I don't know how easy it'd be, though it would certainly be possible for Adobe. And something not being easy is not really a reason for it to not happen, especially when the alternative is complete death of the product.
But that isn't the point though since the question was what was expected them to do, not how easy that would be.
And yet there exist open source Flash renderers [0] to this day which can render much of that old Flash content with little to no issues. Kinda sad that multiple other folks could each independently accomplish what Adobe themselves could not.
It’s also not like they killed the flash devs when the project ended. I’m pretty sure most of them were fine and able to learn new work somewhere else or in another dept.
Of all the places I expected to see a top comment attacking Adobe for killing flash… yea actually nevermind, it’s backwards enough to make sense here ;)
Is the market for flash devs really that different than similar software? I highly doubt those Flash devs ended up on the street.
Aside from that, Adobe has like 100 other pieces of software that creators have trusted going back to the early 80s. They have sustained millions and millions of successful careers.
If you're tea leaf reading skills were so underdeveloped to not see that Flash was doomed, then that's kind of on you to get better. Flash was being berated everywhere about its problems, yet it was still being pushed because it was the thing.

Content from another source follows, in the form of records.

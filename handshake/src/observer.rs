//! Hooks for watching handshake outcomes

use crypto::SharedSecret;

use crate::error::HandshakeError;
use crate::types::Role;

/// Receives handshake events.
///
/// All methods default to no-ops. Implementations are shared across
/// connection tasks, so they must be `Send + Sync`. Secrets should only be
/// recorded through [`SharedSecret::fingerprint`].
pub trait HandshakeObserver: Send + Sync {
    /// The exchange fell back to classical-only. `peer_id` is the client id
    /// when known.
    fn on_downgrade(&self, _role: Role, _peer_id: Option<&str>) {}

    /// A secret was agreed.
    fn on_established(&self, _role: Role, _secret: &SharedSecret) {}

    /// The handshake failed.
    fn on_failed(&self, _role: Role, _error: &HandshakeError) {}
}

/// Observer that ignores every event
#[derive(Debug, Default, Clone, Copy)]
pub struct NoopObserver;

impl HandshakeObserver for NoopObserver {}
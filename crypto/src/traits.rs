use rand_core::CryptoRngCore;
use zeroize::Zeroizing;

use crate::error::Result;

/// Serialized key pair produced by a [`KemScheme`].
pub struct KemKeyMaterial {
    pub public_key: Vec<u8>,
    pub private_key: Zeroizing<Vec<u8>>,
}

/// Ciphertext and shared secret produced by [`KemScheme::encapsulate`].
pub struct KemEncapsulation {
    pub ciphertext: Vec<u8>,
    pub shared_secret: Zeroizing<Vec<u8>>,
}

/// A post-quantum key-encapsulation mechanism addressed by name.
///
/// Keys and ciphertexts cross this boundary as opaque byte blobs. Each
/// operation imports (unmarshals) the blobs it receives and rejects any whose
/// length does not match the parameter set.
pub trait KemScheme: Send + Sync {
    fn name(&self) -> &'static str;
    fn public_key_len(&self) -> usize;
    fn private_key_len(&self) -> usize;
    fn ciphertext_len(&self) -> usize;
    fn shared_secret_len(&self) -> usize;

    fn generate_keypair(&self, rng: &mut dyn CryptoRngCore) -> Result<KemKeyMaterial>;

    fn encapsulate(
        &self,
        public_key: &[u8],
        rng: &mut dyn CryptoRngCore,
    ) -> Result<KemEncapsulation>;

    fn decapsulate(&self, private_key: &[u8], ciphertext: &[u8]) -> Result<Zeroizing<Vec<u8>>>;
}
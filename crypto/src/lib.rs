//! Hybrid classical + post-quantum key agreement.
//!
//! - [`x25519`]: classical ECDH, always run
//! - [`ml_kem`]: FIPS 203 KEM parameter sets behind the [`KemScheme`] registry
//! - [`hybrid`]: identity key pairs, encapsulation and decapsulation
//!
//! The combined secret is `x25519_shared || kem_shared`. When a peer offers no
//! post-quantum key the KEM half is skipped and the secret is the 32-byte
//! X25519 output alone.

pub mod error;
pub mod hybrid;
pub mod ml_kem;
pub mod secret;
pub mod traits;
pub mod x25519;

pub use error::CryptoError;
pub use hybrid::{encapsulate, encapsulate_with_rng, Encapsulation, HybridKeyPair, PeerPqKey};
pub use ml_kem::{resolve_scheme, supported_schemes, DEFAULT_KEM_SCHEME};
pub use secret::{KeyExchangeMode, SharedSecret};
pub use traits::KemScheme;
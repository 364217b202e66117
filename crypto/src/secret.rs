use core::fmt;

use sha2::{Digest, Sha256};
use subtle::ConstantTimeEq;
use zeroize::{Zeroize, ZeroizeOnDrop};

use crate::x25519::X25519_KEY_LEN;

/// Which branches contributed to a [`SharedSecret`].
#[derive(Clone, Copy, Debug, PartialEq, Eq, Hash)]
pub enum KeyExchangeMode {
    /// X25519 followed by the post-quantum KEM output.
    Hybrid,
    /// X25519 only; the peer did not supply post-quantum material.
    ClassicalOnly,
}

impl KeyExchangeMode {
    pub fn as_str(&self) -> &'static str {
        match self {
            KeyExchangeMode::Hybrid => "hybrid",
            KeyExchangeMode::ClassicalOnly => "classical-only",
        }
    }
}

impl fmt::Display for KeyExchangeMode {
    fn fmt(&self, f: &mut fmt::Formatter<'_>) -> fmt::Result {
        f.write_str(self.as_str())
    }
}

/// Session secret agreed by both peers.
///
/// The layout is fixed across roles: the 32-byte X25519 output first, then
/// the KEM shared secret when the post-quantum branch ran. Both ends must
/// concatenate in this order or they silently disagree.
#[derive(Clone, Zeroize, ZeroizeOnDrop)]
pub struct SharedSecret {
    bytes: Vec<u8>,
    classical_len: usize,
}

impl SharedSecret {
    pub(crate) fn combine(classical: &[u8; X25519_KEY_LEN], pq: Option<&[u8]>) -> Self {
        let pq = pq.unwrap_or_default();
        let mut bytes = Vec::with_capacity(classical.len() + pq.len());
        bytes.extend_from_slice(classical);
        bytes.extend_from_slice(pq);
        Self {
            bytes,
            classical_len: classical.len(),
        }
    }

    pub fn as_bytes(&self) -> &[u8] {
        &self.bytes
    }

    pub fn len(&self) -> usize {
        self.bytes.len()
    }

    pub fn is_empty(&self) -> bool {
        self.bytes.is_empty()
    }

    pub fn mode(&self) -> KeyExchangeMode {
        if self.bytes.len() > self.classical_len {
            KeyExchangeMode::Hybrid
        } else {
            KeyExchangeMode::ClassicalOnly
        }
    }

    pub fn classical_part(&self) -> &[u8] {
        &self.bytes[..self.classical_len]
    }

    pub fn pq_part(&self) -> Option<&[u8]> {
        match self.mode() {
            KeyExchangeMode::Hybrid => Some(&self.bytes[self.classical_len..]),
            KeyExchangeMode::ClassicalOnly => None,
        }
    }

    /// Short SHA-256 digest of the secret, safe to put in logs.
    pub fn fingerprint(&self) -> String {
        let digest = Sha256::digest(&self.bytes);
        hex::encode(&digest[..8])
    }
}

impl PartialEq for SharedSecret {
    fn eq(&self, other: &Self) -> bool {
        self.classical_len == other.classical_len && bool::from(self.bytes.ct_eq(&other.bytes))
    }
}

impl Eq for SharedSecret {}

impl fmt::Debug for SharedSecret {
    fn fmt(&self, f: &mut fmt::Formatter<'_>) -> fmt::Result {
        f.debug_struct("SharedSecret")
            .field("mode", &self.mode())
            .field("len", &self.bytes.len())
            .field("fingerprint", &self.fingerprint())
            .finish()
    }
}

#[cfg(test)]
mod tests {
    use super::*;

    #[test]
    fn classical_first_then_pq() {
        let classical = [1u8; 32];
        let pq = [2u8; 32];
        let secret = SharedSecret::combine(&classical, Some(&pq));

        assert_eq!(secret.len(), 64);
        assert_eq!(secret.mode(), KeyExchangeMode::Hybrid);
        assert_eq!(secret.classical_part(), &classical);
        assert_eq!(secret.pq_part(), Some(&pq[..]));
        assert_eq!(&secret.as_bytes()[..32], &classical);
    }

    #[test]
    fn classical_only_has_no_pq_part() {
        let secret = SharedSecret::combine(&[7u8; 32], None);
        assert_eq!(secret.len(), 32);
        assert_eq!(secret.mode(), KeyExchangeMode::ClassicalOnly);
        assert!(secret.pq_part().is_none());
    }

    #[test]
    fn debug_output_hides_secret_bytes() {
        let secret = SharedSecret::combine(&[0xab; 32], None);
        let rendered = format!("{secret:?}");
        assert!(!rendered.contains(&hex::encode([0xab; 32])));
        assert!(rendered.contains(&secret.fingerprint()));
    }

    #[test]
    fn equality_compares_contents() {
        let a = SharedSecret::combine(&[3u8; 32], Some(&[4u8; 32]));
        let b = SharedSecret::combine(&[3u8; 32], Some(&[4u8; 32]));
        let c = SharedSecret::combine(&[3u8; 32], Some(&[5u8; 32]));
        assert_eq!(a, b);
        assert_ne!(a, c);
    }
}
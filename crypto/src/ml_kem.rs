//! ML-KEM (FIPS 203) parameter sets exposed through the [`KemScheme`] registry.

use ml_kem::kem::{Decapsulate, DecapsulationKey, EncapsulationKey};
use ml_kem::{
    Ciphertext, EncapsulateDeterministic, Encoded, EncodedSizeUser, KemCore, MlKem1024,
    MlKem1024Params, MlKem512, MlKem512Params, MlKem768, MlKem768Params,
};
use rand_core::CryptoRngCore;
use zeroize::{Zeroize, Zeroizing};

use crate::error::{CryptoError, Result};
use crate::traits::{KemEncapsulation, KemKeyMaterial, KemScheme};

pub const ML_KEM_512: &str = "ML-KEM-512";
pub const ML_KEM_768: &str = "ML-KEM-768";
pub const ML_KEM_1024: &str = "ML-KEM-1024";

/// Scheme used when a peer does not name one.
pub const DEFAULT_KEM_SCHEME: &str = ML_KEM_768;

pub const ML_KEM_SHARED_SECRET_LEN: usize = 32;

pub const ML_KEM_512_PUBLIC_KEY_LEN: usize = 800;
pub const ML_KEM_512_SECRET_KEY_LEN: usize = 1632;
pub const ML_KEM_512_CIPHERTEXT_LEN: usize = 768;

pub const ML_KEM_768_PUBLIC_KEY_LEN: usize = 1184;
pub const ML_KEM_768_SECRET_KEY_LEN: usize = 2400;
pub const ML_KEM_768_CIPHERTEXT_LEN: usize = 1088;

pub const ML_KEM_1024_PUBLIC_KEY_LEN: usize = 1568;
pub const ML_KEM_1024_SECRET_KEY_LEN: usize = 3168;
pub const ML_KEM_1024_CIPHERTEXT_LEN: usize = 1568;

const SEED_LEN: usize = 32;

/// Draw one 32-byte seed for the deterministic ML-KEM entry points.
///
/// `fill_bytes` panics when the OS RNG fails, so seeds always go through
/// `try_fill_bytes`.
fn random_seed(
    rng: &mut dyn CryptoRngCore,
) -> core::result::Result<Zeroizing<[u8; SEED_LEN]>, rand_core::Error> {
    let mut seed = Zeroizing::new([0u8; SEED_LEN]);
    rng.try_fill_bytes(&mut *seed)?;
    Ok(seed)
}

macro_rules! ml_kem_scheme {
    ($scheme:ident, $kem:ty, $params:ty, $name:expr, $pk_len:expr, $sk_len:expr, $ct_len:expr) => {
        pub struct $scheme;

        impl KemScheme for $scheme {
            fn name(&self) -> &'static str {
                $name
            }

            fn public_key_len(&self) -> usize {
                $pk_len
            }

            fn private_key_len(&self) -> usize {
                $sk_len
            }

            fn ciphertext_len(&self) -> usize {
                $ct_len
            }

            fn shared_secret_len(&self) -> usize {
                ML_KEM_SHARED_SECRET_LEN
            }

            fn generate_keypair(&self, rng: &mut dyn CryptoRngCore) -> Result<KemKeyMaterial> {
                let keygen_entropy =
                    |e: rand_core::Error| CryptoError::KeyGenFailure(format!("ml-kem entropy: {e}"));
                let d = random_seed(rng).map_err(keygen_entropy)?;
                let z = random_seed(rng).map_err(keygen_entropy)?;
                let (dk, ek) =
                    <$kem>::generate_deterministic((&*d).into(), (&*z).into());

                let mut encoded = dk.as_bytes();
                let private_key = Zeroizing::new(encoded.to_vec());
                encoded.as_mut_slice().zeroize();
                Ok(KemKeyMaterial {
                    public_key: ek.as_bytes().to_vec(),
                    private_key,
                })
            }

            fn encapsulate(
                &self,
                public_key: &[u8],
                rng: &mut dyn CryptoRngCore,
            ) -> Result<KemEncapsulation> {
                let encoded = Encoded::<EncapsulationKey<$params>>::try_from(public_key)
                    .map_err(|_| {
                        CryptoError::invalid_length("public key", $pk_len, public_key.len())
                    })?;
                let ek = EncapsulationKey::<$params>::from_bytes(&encoded);
                let m = random_seed(rng).map_err(|e| CryptoError::EntropyFailure(e.to_string()))?;
                let (ct, ss) = ek
                    .encapsulate_deterministic((&*m).into())
                    .map_err(|_| CryptoError::EncapsulationFailure)?;
                Ok(KemEncapsulation {
                    ciphertext: ct.iter().copied().collect(),
                    shared_secret: Zeroizing::new(ss.iter().copied().collect()),
                })
            }

            fn decapsulate(
                &self,
                private_key: &[u8],
                ciphertext: &[u8],
            ) -> Result<Zeroizing<Vec<u8>>> {
                // borrow, never copy, the encoded private key
                let encoded = <&Encoded<DecapsulationKey<$params>>>::try_from(private_key)
                    .map_err(|_| {
                        CryptoError::invalid_length("private key", $sk_len, private_key.len())
                    })?;
                let dk = DecapsulationKey::<$params>::from_bytes(encoded);
                let ct = Ciphertext::<$kem>::try_from(ciphertext).map_err(|_| {
                    CryptoError::invalid_length("ciphertext", $ct_len, ciphertext.len())
                })?;
                let ss = dk
                    .decapsulate(&ct)
                    .map_err(|_| CryptoError::DecapsulationFailure)?;
                Ok(Zeroizing::new(ss.iter().copied().collect()))
            }
        }
    };
}

ml_kem_scheme!(
    MlKem512Scheme,
    MlKem512,
    MlKem512Params,
    ML_KEM_512,
    ML_KEM_512_PUBLIC_KEY_LEN,
    ML_KEM_512_SECRET_KEY_LEN,
    ML_KEM_512_CIPHERTEXT_LEN
);

ml_kem_scheme!(
    MlKem768Scheme,
    MlKem768,
    MlKem768Params,
    ML_KEM_768,
    ML_KEM_768_PUBLIC_KEY_LEN,
    ML_KEM_768_SECRET_KEY_LEN,
    ML_KEM_768_CIPHERTEXT_LEN
);

ml_kem_scheme!(
    MlKem1024Scheme,
    MlKem1024,
    MlKem1024Params,
    ML_KEM_1024,
    ML_KEM_1024_PUBLIC_KEY_LEN,
    ML_KEM_1024_SECRET_KEY_LEN,
    ML_KEM_1024_CIPHERTEXT_LEN
);

static REGISTRY: [&dyn KemScheme; 3] = [&MlKem512Scheme, &MlKem768Scheme, &MlKem1024Scheme];

/// Look up a KEM scheme by its registered name.
pub fn resolve_scheme(name: &str) -> Result<&'static dyn KemScheme> {
    REGISTRY
        .iter()
        .copied()
        .find(|scheme| scheme.name() == name)
        .ok_or_else(|| CryptoError::SchemeUnsupported(name.to_string()))
}

/// Names of every registered scheme.
pub fn supported_schemes() -> impl Iterator<Item = &'static str> {
    REGISTRY.iter().map(|scheme| scheme.name())
}

#[cfg(test)]
mod tests {
    use super::*;
    use rand::rngs::OsRng;

    #[test]
    fn registry_resolves_every_parameter_set() {
        for name in [ML_KEM_512, ML_KEM_768, ML_KEM_1024] {
            let scheme = resolve_scheme(name).expect("registered");
            assert_eq!(scheme.name(), name);
            assert_eq!(scheme.shared_secret_len(), ML_KEM_SHARED_SECRET_LEN);
        }
        assert_eq!(supported_schemes().count(), 3);
    }

    #[test]
    fn unknown_scheme_is_unsupported() {
        let err = resolve_scheme("Kyber9000").err().expect("must fail");
        assert_eq!(err, CryptoError::SchemeUnsupported("Kyber9000".into()));
    }

    #[test]
    fn encapsulate_then_decapsulate_agrees() {
        for name in supported_schemes() {
            let scheme = resolve_scheme(name).unwrap();
            let keys = scheme.generate_keypair(&mut OsRng).unwrap();
            assert_eq!(keys.public_key.len(), scheme.public_key_len());
            assert_eq!(keys.private_key.len(), scheme.private_key_len());

            let encap = scheme.encapsulate(&keys.public_key, &mut OsRng).unwrap();
            assert_eq!(encap.ciphertext.len(), scheme.ciphertext_len());

            let recovered = scheme
                .decapsulate(&keys.private_key, &encap.ciphertext)
                .unwrap();
            assert_eq!(recovered.as_slice(), encap.shared_secret.as_slice());
        }
    }

    #[test]
    fn private_key_material_is_wiped_on_drop() {
        use zeroize::ZeroizeOnDrop;

        fn assert_zeroize_on_drop<T: ZeroizeOnDrop>() {}
        assert_zeroize_on_drop::<DecapsulationKey<MlKem512Params>>();
        assert_zeroize_on_drop::<DecapsulationKey<MlKem768Params>>();
        assert_zeroize_on_drop::<DecapsulationKey<MlKem1024Params>>();
    }

    #[test]
    fn seeds_fix_the_key_pair() {
        use rand::SeedableRng;
        use rand_chacha::ChaCha20Rng;

        let scheme = resolve_scheme(ML_KEM_768).unwrap();
        let a = scheme.generate_keypair(&mut ChaCha20Rng::from_seed([3; 32])).unwrap();
        let b = scheme.generate_keypair(&mut ChaCha20Rng::from_seed([3; 32])).unwrap();
        assert_eq!(a.public_key, b.public_key);
        assert_eq!(a.private_key.as_slice(), b.private_key.as_slice());
    }

    #[test]
    fn truncated_public_key_is_rejected() {
        let scheme = resolve_scheme(ML_KEM_768).unwrap();
        let keys = scheme.generate_keypair(&mut OsRng).unwrap();
        let result = scheme.encapsulate(&keys.public_key[..100], &mut OsRng);
        assert!(matches!(result, Err(CryptoError::KeyImportFailure(_))));
    }

    #[test]
    fn wrong_length_ciphertext_is_rejected() {
        let scheme = resolve_scheme(ML_KEM_512).unwrap();
        let keys = scheme.generate_keypair(&mut OsRng).unwrap();
        let result = scheme.decapsulate(&keys.private_key, &[0u8; 12]);
        assert!(matches!(result, Err(CryptoError::KeyImportFailure(_))));
    }
}
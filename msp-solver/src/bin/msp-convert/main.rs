use std::fs::File;
use std::io::Write;
use std::path::PathBuf;

use clap::Parser;
use log::error;
use log::info;
use log::LevelFilter;
use msp_solver::convert::read_csplib;
use msp_solver::convert::write_instances;
use msp_solver::convert::ConvertError;

/// Splits a CSPLib file of Meeting Scheduling instances into one instance file per problem.
#[derive(Debug, Parser)]
#[command(author, version, about, arg_required_else_help = true)]
struct Args {
    /// The CSPLib file to convert.
    input: PathBuf,

    /// The directory in which `problem<k>.txt` is written for the k-th instance.
    #[arg(short = 'o', long = "output-dir", default_value = ".")]
    output_dir: PathBuf,

    /// Enables log message output.
    #[arg(short = 'v', long = "verbose")]
    verbose: bool,
}

fn main() {
    match run() {
        Ok(()) => {}
        Err(e) => {
            error!("Execution failed, error: {e}");
            std::process::exit(1);
        }
    }
}

fn run() -> Result<(), ConvertError> {
    let args = Args::parse();

    env_logger::Builder::new()
        .format(move |buf, record| writeln!(buf, "% {}", record.args()))
        .filter_level(if args.verbose {
            LevelFilter::Debug
        } else {
            LevelFilter::Warn
        })
        .target(env_logger::Target::Stderr)
        .init();

    let instances = read_csplib(File::open(&args.input)?)?;
    let paths = write_instances(&instances, &args.output_dir)?;
    info!("Converted {} instances", paths.len());

    for path in paths {
        println!("{}", path.display());
    }

    Ok(())
}
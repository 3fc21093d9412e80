//! Derives which meetings may share a timeslot.
use fnv::FnvHashSet;
use log::debug;

use crate::instance::AgentId;
use crate::instance::AttendanceMatrix;
use crate::instance::MeetingId;

/// The unordered pairs of meetings which have at least one attendee in common, and can therefore
/// not be held in parallel.
#[derive(Clone, Debug, Default)]
pub struct ConflictSet {
    /// Every pair `(first, second)` with `first < second`, sorted.
    pairs: Vec<(MeetingId, MeetingId)>,
    lookup: FnvHashSet<(MeetingId, MeetingId)>,
}

impl ConflictSet {
    /// Builds the set by listing the meetings of every agent and recording all pairs within each
    /// list.
    pub fn from_attendance(attendance: &AttendanceMatrix) -> ConflictSet {
        let mut lookup = FnvHashSet::default();

        for agent in (0..attendance.num_agents()).map(AgentId::new) {
            let meetings = attendance.meetings_of(agent).collect::<Vec<_>>();
            for (index, &first) in meetings.iter().enumerate() {
                for &second in &meetings[index + 1..] {
                    let _ = lookup.insert((first, second));
                }
            }
        }

        let mut pairs = lookup.iter().copied().collect::<Vec<_>>();
        pairs.sort_unstable();

        debug!("Found {} pairs of meetings which cannot run in parallel", pairs.len());
        ConflictSet { pairs, lookup }
    }

    /// Returns `false` iff at least one agent attends both meetings.
    ///
    /// # Panics
    /// If `first == second`; a meeting is neither parallel nor in conflict with itself.
    pub fn can_run_in_parallel(&self, first: MeetingId, second: MeetingId) -> bool {
        assert_ne!(
            first, second,
            "parallelism is only defined for distinct meetings"
        );
        !self.lookup.contains(&ordered(first, second))
    }

    /// The conflicting pairs, each with the smaller meeting first, in increasing order.
    pub fn pairs(&self) -> impl Iterator<Item = (MeetingId, MeetingId)> + '_ {
        self.pairs.iter().copied()
    }

    pub fn len(&self) -> usize {
        self.pairs.len()
    }

    pub fn is_empty(&self) -> bool {
        self.pairs.is_empty()
    }
}

fn ordered(first: MeetingId, second: MeetingId) -> (MeetingId, MeetingId) {
    if first < second {
        (first, second)
    } else {
        (second, first)
    }
}
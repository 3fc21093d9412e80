use std::io::Read;
use std::str::SplitWhitespace;

use log::debug;

use super::InstanceError;
use super::InstanceModel;

/// Parses an instance in the whitespace-separated format
///
/// ```text
/// nMeetings mAgents timeslots
/// <label> b_0 ... b_{n-1}        (one row per agent)
/// <label> d_0 ... d_{n-1}        (one row per meeting)
/// ```
///
/// Labels are skipped without being interpreted. Anything after the distance matrix is an error.
pub fn parse_instance(mut source: impl Read) -> Result<InstanceModel, InstanceError> {
    let mut contents = String::new();
    let _ = source.read_to_string(&mut contents)?;

    let mut tokens = Tokens {
        inner: contents.split_whitespace(),
    };

    let num_meetings = tokens.next_integer("the number of meetings")?;
    let num_agents = tokens.next_integer("the number of agents")?;
    let header_timeslots = tokens.next_integer("the number of timeslots")?;

    if num_meetings <= 0 {
        return Err(InstanceError::NoMeetings(num_meetings));
    }
    if num_agents <= 0 {
        return Err(InstanceError::NoAgents(num_agents));
    }

    let attendance = (0..num_agents)
        .map(|agent| tokens.next_row(num_meetings, || format!("the attendance of agent {agent}")))
        .collect::<Result<Vec<_>, _>>()?;
    let distances = (0..num_meetings)
        .map(|meeting| {
            tokens.next_row(num_meetings, || {
                format!("the distances from meeting {meeting}")
            })
        })
        .collect::<Result<Vec<_>, _>>()?;

    if let Some(token) = tokens.inner.next() {
        return Err(InstanceError::TrailingTokens(token.to_owned()));
    }

    debug!("Parsed an instance with {num_meetings} meetings and {num_agents} agents");
    InstanceModel::from_rows(header_timeslots, &attendance, &distances)
}

struct Tokens<'a> {
    inner: SplitWhitespace<'a>,
}

impl<'a> Tokens<'a> {
    fn next_token(&mut self, reading: impl FnOnce() -> String) -> Result<&'a str, InstanceError> {
        self.inner
            .next()
            .ok_or_else(|| InstanceError::Truncated(reading()))
    }

    fn next_integer(&mut self, reading: &'static str) -> Result<i32, InstanceError> {
        let token = self.next_token(|| reading.to_owned())?;
        token.parse().map_err(|_| InstanceError::InvalidToken {
            token: token.to_owned(),
            expected: "integer",
        })
    }

    /// Reads a label followed by `length` integers.
    fn next_row(
        &mut self,
        length: i32,
        reading: impl Fn() -> String,
    ) -> Result<Vec<i32>, InstanceError> {
        let _label = self.next_token(&reading)?;
        (0..length)
            .map(|_| {
                let token = self.next_token(&reading)?;
                token.parse().map_err(|_| InstanceError::InvalidToken {
                    token: token.to_owned(),
                    expected: "integer",
                })
            })
            .collect()
    }
}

Flash had so so much against it even thouh it had a lot of things that make it sound like such a perfect solution. Write once, deploy anywhere...except there's a lot of baggage we're not going to tell you about. Eventually, that baggage is well understood and then exploited. The damn player released by the maker was the main vector before even running code written by any 14 year old. This was all before Jobs' little letter.
I will never give Adobe a penny again in my life after going through their abysmal cancellation process littered with dark patterns and manipulation for one of their subscriptions, on top of being charged a fee to cancel.
I wouldn't fault Adobe for at least trying to find a future for the technology they spent a lot of R&D on. I certainly wouldn't call them liars. If you missed the very public industry shift towards Javascript and HTML5, that's on you.